Direct visualization of superselective colloid-surface binding mediated by multivalent interactions

TL;DR

This study introduces a controlled experimental system using mobile DNA linkers on colloids and surfaces to directly visualize and analyze superselective binding driven by multivalent interactions, revealing non-linear binding behaviors.

Contribution

It provides the first direct visualization of ligand-receptor recruitment at the contact area, advancing understanding of superselectivity in multivalent colloid-surface interactions.

Findings

Non-linear binding probability with increasing ligand/receptor concentration

Enhanced sensitivity with weaker ligand-receptor interactions

Binding reversibility time-scale influences superselectivity

Abstract

Reliably distinguishing between cells based on minute differences in receptor density is crucial for cell-cell or virus-cell recognition, the initiation of signal transduction and selective targeting in directed drug delivery.

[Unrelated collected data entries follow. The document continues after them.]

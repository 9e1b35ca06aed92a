//! Weather input records for SkyGuess.
//!
//! The prediction game never fetches weather itself; it consumes the
//! observation records defined here from whatever provider the host uses.

pub mod observation;
pub mod types;

pub use observation::{ObservationCondition, WeatherObservation};
pub use types::*;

Such sharp differentiation between different surfaces based on their receptor density can only be achieved by multivalent interactions. Several theoretical and experimental works have contributed to our understanding of this "superselectivity", however a versatile, controlled experimental model system that allows quantitative measurements on the ligand-receptor level is still missing. Here, we present a multivalent model system based on colloidal particles equipped with surface-mobile DNA linkers that can superselectively target a surface functionalized with the complementary mobile DNA-linkers. Using a combined approach of light microscopy and Foerster Resonance Energy Transfer (FRET), we can directly observe the binding and recruitment of the ligand-receptor pairs in the contact area. We find a non-linear transition in colloid-surface binding probability with increasing ligand or receptor concentration. In addition, we observe an increased sensitivity with weaker ligand-receptor interactions and we confirm that the time-scale of binding reversibility of individual linkers has a strong influence on superselectivity. These unprecedented insights on the ligand-receptor level provide new, dynamic information into the multivalent interaction between two fluidic membranes mediated by both mobile receptors and ligands and will enable future work on the role of spatial-temporal ligand-receptor dynamics on colloid-surface binding.